Я стоял около своей койки, когда первые пятеро из них остановились в дверях. Мне так хотелось спросить их о
333
том, освобожден ли из тюрьмы Ганди, который -- я знал по газетам -- сидел в это время в тюрьме по административному распоряжению вице-короля Индии, против ареста которого протестовала их же рабочая партия. Но администрация не допустила этого разговора. Видя, что эти пятеро стоят в дверях, администрация прошла вперед и загородила им вход, и я видел, что от создавшегося неудобного положения эти пятеро повернулись ко мне спиной и хотели уходить, но в это время к дверям подошли остальные, и двое из них, взерившись в меня, быстро протолкавшись в дверях, подошли ко мне чуть не вплотную уже в камере и снова с интересом стали смотреть на меня, очевидно типичная седая борода русского крестьянина поразила их, и они пожелали что-то узнать. За ними в камеру вошли остальные и окружили меня полукругом. Администрация стояла в дверях, но ей было неудобно и нежелательно оставить нас одних, и Катанян, пройдя наперед, повелительно спросил:
-- За что сидишь?
-- Я сказал, что в двух словах на этот вопрос понятно ответить нельзя, так как я не судимый, обвинительного приговора не слыхал и преследуюсь административно, без суда.
Дальше я хотел сказать, что в таком случае вам лучше известно, чем мне, за что я сижу, но прокурор весь передернулся в лице, он испугался, что иностранцы поймут, что я говорю и хотел уходить, но, видя, что вся делегация продолжает стоять и с интересом меня рассматривать, тоном Пилата небрежно спросил:
-- А ты кто?
Я сказал, что я крестьянин, друг покойного Льва Николаевича Толстого.
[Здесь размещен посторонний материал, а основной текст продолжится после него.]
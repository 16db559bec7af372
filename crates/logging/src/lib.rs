#![deny(unsafe_code)]
#![deny(missing_docs)]
#![deny(rustdoc::broken_intra_doc_links)]

//! # Overview
//!
//! `logging` is a leveled diagnostic logger. Callers hand it a message, or a
//! format string with arguments, together with a [`Severity`]. The message is
//! emitted as one line tagged with its call site when the severity is at or
//! above the process-wide threshold, and dropped otherwise.
//!
//! # Design
//!
//! - Severities are ordered `Verbose < Debug < Info < Performance < Warning <
//!   Error`. The threshold defaults to [`Severity::Debug`] and is changed with
//!   [`set_level`]; it lives in an atomic, so every thread sees the last
//!   write.
//! - [`log`] writes its text verbatim and [`logf`] renders
//!   [`format_args!`] output. Both attribute the record to the caller's file
//!   and line. The severity macros ([`log_error!`], [`log_warning!`],
//!   [`log_perf!`], [`log_info!`], [`log_debug!`], [`log_verbose!`]) accept
//!   either form and record the enclosing function path instead.
//! - [`log_debug!`], [`log_verbose!`] and [`log_assert!`] compile to nothing
//!   when the calling crate is built without `debug_assertions`.
//! - Records go to a [`Destination`]: standard error (default), the system log,
//!   or a thread-local capture buffer read with [`drain_records`].
//! - The timing hooks ([`time_start`], [`log_elapsed`], [`log_time!`]) are
//!   accepted and inert.
//!
//! # Feature flags
//!
//! - `tracing`: every entry point becomes a `tracing` event, and [`init`]
//!   installs a subscriber whose `RecordLayer` routes events back to the
//!   configured destination.
//! - `serde`: `Serialize`/`Deserialize` for [`Severity`], [`Destination`] and
//!   [`LogConfig`].
//!
//! # Errors
//!
//! Logging never fails at the call site. Sink write errors are discarded and
//! a formatting impl that errors or panics yields the text rendered so far
//! followed by [`FORMAT_ERROR_MARKER`]. Only configuration parsing returns
//! errors ([`ConfigError`], [`ParseSeverityError`]).
//!
//! # Examples
//!
//! ```
//! use logging::{drain_records, init, log_info, log_warning, LogConfig, Severity};
//!
//! init(LogConfig::capture().with_level(Severity::Warning));
//! log_info!("filtered out");
//! log_warning!("{} retries left", 2);
//!
//! let records = drain_records();
//! assert_eq!(records.len(), 1);
//! assert_eq!(records[0].severity(), Severity::Warning);
//! assert_eq!(records[0].message(), "2 retries left");
//! ```

#[macro_use]
mod macros;
#[cfg(not(feature = "tracing"))]
#[macro_use]
mod standalone_macros;
#[cfg(feature = "tracing")]
#[macro_use]
mod tracing_macros;

mod capture;
mod config;
mod dispatch;
mod record;
mod severity;
mod threshold;
mod timing;
#[cfg(feature = "tracing")]
mod tracing_bridge;

pub use capture::drain_records;
pub use config::{ConfigError, DEFAULT_SYSLOG_FACILITY, ENV_VAR, LogConfig, init};
pub use dispatch::{Destination, FORMAT_ERROR_MARKER, destination, log, logf, set_destination};
pub use record::{CallSite, Record};
pub use severity::{ParseSeverityError, Severity};
pub use threshold::{debug_break_enabled, enabled, level, set_debug_break_enabled, set_level};
pub use timing::{TimeStart, log_elapsed, log_elapsed_cutoff, time_start};
#[cfg(feature = "tracing")]
pub use tracing_bridge::{PERF_TARGET, RecordLayer};

/// Support items for the exported macros. Not part of the public API.
#[doc(hidden)]
pub mod __private {
    use std::fmt;

    use crate::{CallSite, Severity};

    #[cfg(feature = "tracing")]
    pub use tracing;

    /// Dispatches a record that already passed the threshold.
    pub fn emit(level: Severity, call_site: &CallSite, args: fmt::Arguments<'_>) {
        crate::dispatch::dispatch(level, call_site, args);
    }

    /// Strips the marker item and closure frames from a `type_name` path.
    #[must_use]
    pub fn trim_function_name(path: &'static str) -> &'static str {
        let mut name = path.strip_suffix("::__here").unwrap_or(path);
        while let Some(outer) = name.strip_suffix("::{{closure}}") {
            name = outer;
        }
        name
    }
}
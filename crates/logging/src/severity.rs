//! crates/logging/src/severity.rs
//! Ordered severity levels.

use std::fmt;
use std::str::FromStr;

use thiserror::Error;

/// Diagnostic importance tier, ordered from least to most severe.
///
/// Comparison follows the declaration order, so `Severity::Verbose` is the
/// smallest value and `Severity::Error` the largest. A record is emitted when
/// its severity compares greater than or equal to the current threshold.
///
/// # Examples
///
/// ```
/// use logging::Severity;
///
/// assert!(Severity::Verbose < Severity::Debug);
/// assert!(Severity::Performance < Severity::Warning);
/// assert_eq!(Severity::ALL.iter().max(), Some(&Severity::Error));
/// ```
#[derive(Clone, Copy, Debug, Eq, PartialEq, Ord, PartialOrd, Hash)]
#[cfg_attr(feature = "serde", derive(serde::Serialize, serde::Deserialize))]
#[cfg_attr(feature = "serde", serde(rename_all = "lowercase"))]
#[repr(u8)]
pub enum Severity {
    /// Chatty tracing output.
    Verbose = 0,
    /// Developer diagnostics.
    Debug = 1,
    /// Normal operational messages.
    Info = 2,
    /// Performance observations.
    Performance = 3,
    /// Suspicious but recoverable conditions.
    Warning = 4,
    /// Failures.
    Error = 5,
}

impl Severity {
    /// Every severity in ascending order.
    pub const ALL: [Self; 6] = [
        Self::Verbose,
        Self::Debug,
        Self::Info,
        Self::Performance,
        Self::Warning,
        Self::Error,
    ];

    /// Threshold in effect before anything calls [`set_level`](crate::set_level).
    pub const DEFAULT_THRESHOLD: Self = Self::Debug;

    /// Returns the lowercase name.
    #[must_use]
    pub const fn as_str(self) -> &'static str {
        match self {
            Self::Verbose => "verbose",
            Self::Debug => "debug",
            Self::Info => "info",
            Self::Performance => "performance",
            Self::Warning => "warning",
            Self::Error => "error",
        }
    }

    /// Returns the one-letter tag written into emitted lines.
    ///
    /// ```
    /// use logging::Severity;
    ///
    /// let tags: String = Severity::ALL.iter().map(|s| s.tag()).collect();
    /// assert_eq!(tags, "VDIPWE");
    /// ```
    #[must_use]
    pub const fn tag(self) -> char {
        match self {
            Self::Verbose => 'V',
            Self::Debug => 'D',
            Self::Info => 'I',
            Self::Performance => 'P',
            Self::Warning => 'W',
            Self::Error => 'E',
        }
    }

    /// Returns the ordinal used for comparisons.
    #[must_use]
    pub const fn ordinal(self) -> u8 {
        self as u8
    }

    /// Converts an ordinal back into a severity.
    #[must_use]
    pub const fn from_ordinal(ordinal: u8) -> Option<Self> {
        match ordinal {
            0 => Some(Self::Verbose),
            1 => Some(Self::Debug),
            2 => Some(Self::Info),
            3 => Some(Self::Performance),
            4 => Some(Self::Warning),
            5 => Some(Self::Error),
            _ => None,
        }
    }
}

impl Default for Severity {
    fn default() -> Self {
        Self::DEFAULT_THRESHOLD
    }
}

impl fmt::Display for Severity {
    fn fmt(&self, f: &mut fmt::Formatter<'_>) -> fmt::Result {
        f.write_str(self.as_str())
    }
}

/// Error returned when a string names no [`Severity`].
#[derive(Clone, Debug, Eq, PartialEq, Error)]
#[error("unrecognised severity: {input:?}")]
pub struct ParseSeverityError {
    input: String,
}

impl ParseSeverityError {
    /// Returns the rejected input.
    #[must_use]
    pub fn input(&self) -> &str {
        &self.input
    }
}

impl FromStr for Severity {
    type Err = ParseSeverityError;

    /// Accepts the lowercase name, `warn`, `perf`, or the one-letter tag, in
    /// any case.
    fn from_str(input: &str) -> Result<Self, Self::Err> {
        match input.trim().to_ascii_lowercase().as_str() {
            "verbose" | "v" => Ok(Self::Verbose),
            "debug" | "d" => Ok(Self::Debug),
            "info" | "i" => Ok(Self::Info),
            "performance" | "perf" | "p" => Ok(Self::Performance),
            "warning" | "warn" | "w" => Ok(Self::Warning),
            "error" | "e" => Ok(Self::Error),
            _ => Err(ParseSeverityError {
                input: input.to_owned(),
            }),
        }
    }
}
Дальше я хотел пояснить, что арестован безо всякого законного повода, но как только я произнес имя Л. Н. Толстого, иностранцы стали повторять: "Толстой, Толстой", -- и еще ближе придвинулись ко мне, чтобы что-то спросить, а один из них протянул руку и взял мою и стал жать. Чтобы не допустить нежелательного разговора, Катанян сделал знак администрации, и она быстро вышла из камеры, пошел и он, давая этим понять Перселю, что дальше задерживаться в камере не следует. Иностранцы это поняли и стали неохотно отходить от меня, пятясь к двери задом и продолжая на меня смотреть и улыбаться, а самый большой из них ростом, в большом меховом воротнике, остановившись в дверях, кивнул мне головой и тоже улыбнулся. Больше я их не видел, они ушли, а через 15 минут послышался
334
обеденный звонок, и все заключенные пришли с работы. Каково же их было удивление, когда они узнали, что делегация англичан уже прошла, руководимая Катаняном.
-- Видишь, как ловко обдурил Катанян, -- сказал со злобой Кудрявцев, -- даже и в хвост не дал нам посмотреть на них, а не только перемолвиться словом.
А когда затем пришел Какунин с кухни, все на него накинулись с расспросами:
-- Ну, говори, кормил ли ты англичан тухлыми селедками? -- кричали ему.
Ради этого в нашу камеру сошлось много народу и из других, всем хотелось знать о том, где и как прошли англичане, с кем говорили и что слышали. Какунин виновато рассказал:
-- Не вышло, ничего не вышло, кухню начистили, проветрили, промыли, а щи сегодня с хорошей свининой, давали пробу, остались довольны; а когда они подошли к двери кладовой и просили открыть, завхоз заскочил наперед и доложил, что эта кладовая тюремной больницы состоит в ведении Наркомздрава, так их туда и не пустили!..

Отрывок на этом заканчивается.